Documentaries : Hadza Voices


The oldest tribe on the planet, the hunter-gatherer Hadza is fighting for its survival. Recently the Tanzanian government granted the tribe's ancestral land to members of an Arab royal family as a hunting concession. Now, led by Hadza activist Richard Baalow, the tribe are fighting for their rights and this film follows that struggle told through the Hadza's own voices.

In 2007 National Geographic's Genographic Project discovered that the Hadza or Hadzabe tribe from a remote corner of Northern Tanzania was the oldest tribe on earth. Furthermore members of the tribe were found to have entirely unique DNA. They are one of the last remaining hunter gatherer tribes on the planet.

But now a Hadza development worker, Richard Baalow fears that his tribe will be evicted from their ancestral land and with that link broken, they will cease to exist. 'Hadza Voices' starts with Richard and his brother Naftali having just been arrested for breaching the peace at a meeting to protest the selling of their land to a group of wealthy Arab trophy hunters. .

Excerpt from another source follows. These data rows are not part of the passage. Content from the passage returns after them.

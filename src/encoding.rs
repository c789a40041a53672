//! Base64 handling for subscription and VAPID keys.
//!
//! Browsers hand out `p256dh` and `auth` as unpadded base64url, but keys
//! copied through other tooling arrive padded or in the standard alphabet.
//! The alphabet is picked from the characters present (`+`/`/` versus
//! `-`/`_`) and padding from the presence of `=`. Input using neither
//! alphabet-specific character decodes identically under both, so it goes
//! through the URL-safe engine.

use base64::engine::general_purpose::{STANDARD, STANDARD_NO_PAD, URL_SAFE, URL_SAFE_NO_PAD};
use base64::{DecodeError, Engine};

use crate::error::EncryptError;

/// Decode a key in any of the four base64 flavours.
pub fn decode_key(input: &str) -> Result<Vec<u8>, DecodeError> {
    let input = input.trim();
    let padded = input.contains('=');

    let engine = if input.contains(['+', '/']) {
        if padded {
            &STANDARD
        } else {
            &STANDARD_NO_PAD
        }
    } else if padded {
        &URL_SAFE
    } else {
        &URL_SAFE_NO_PAD
    };

    engine.decode(input)
}

/// Decode a key that must be exactly `N` bytes long.
pub(crate) fn decode_fixed<const N: usize>(
    input: &str,
    field: &'static str,
) -> Result<[u8; N], EncryptError> {
    let bytes = decode_key(input).map_err(|_| EncryptError::InvalidKeyEncoding(field))?;
    let actual = bytes.len();
    bytes.try_into().map_err(|_| EncryptError::InvalidKeyLength {
        field,
        expected: N,
        actual,
    })
}

/// Unpadded base64url, the encoding of the `k=` parameter and JWT segments.
pub fn encode_url_safe(bytes: &[u8]) -> String {
    URL_SAFE_NO_PAD.encode(bytes)
}

#[cfg(test)]
mod tests {
    use super::*;

    const AUTH_HEX: &str = "ceacabfcf470412befaeccad43dfb460";

    #[test]
    fn accepts_all_four_flavours() {
        let expected = hex::decode(AUTH_HEX).unwrap();
        for input in [
            "zqyr_PRwQSvvrsytQ9-0YA==",
            "zqyr_PRwQSvvrsytQ9-0YA",
            "zqyr/PRwQSvvrsytQ9+0YA==",
            "zqyr/PRwQSvvrsytQ9+0YA",
        ] {
            assert_eq!(decode_key(input).unwrap(), expected, "input {}", input);
        }
    }

    #[test]
    fn neutral_alphabet_decodes() {
        // "gBOK" style strings without any alphabet-specific characters
        assert_eq!(decode_key("AAEC").unwrap(), vec![0x00, 0x01, 0x02]);
    }

    #[test]
    fn rejects_mixed_alphabets() {
        assert!(decode_key("zqyr/PRwQSvvrsytQ9-0YA").is_err());
    }

    #[test]
    fn rejects_garbage() {
        assert!(decode_key("not base64!").is_err());
    }

    #[test]
    fn fixed_length_mismatch_reports_sizes() {
        let err = decode_fixed::<65>("zqyr_PRwQSvvrsytQ9-0YA", "p256dh").unwrap_err();
        assert_eq!(
            err,
            EncryptError::InvalidKeyLength {
                field: "p256dh",
                expected: 65,
                actual: 16,
            }
        );
    }

    #[test]
    fn url_safe_roundtrip() {
        let bytes = hex::decode(AUTH_HEX).unwrap();
        assert_eq!(encode_url_safe(&bytes), "zqyr_PRwQSvvrsytQ9-0YA");
    }
}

But that is only part of the story. The Hadza are the subject of an extraordinary amount of outside interest: academic, developmental and voyeuristic. Many of these outsiders have been tolerated or even welcomed by the tribe. But now their patience is wearing thin. Encroachment by other tribes, drought and wildlife tourism have all played their part in pushing the hunter gatherers to the very margins of their remote ancestral land and now there is no longer anywhere for them to retreat to. The time has come for them to demand their rights.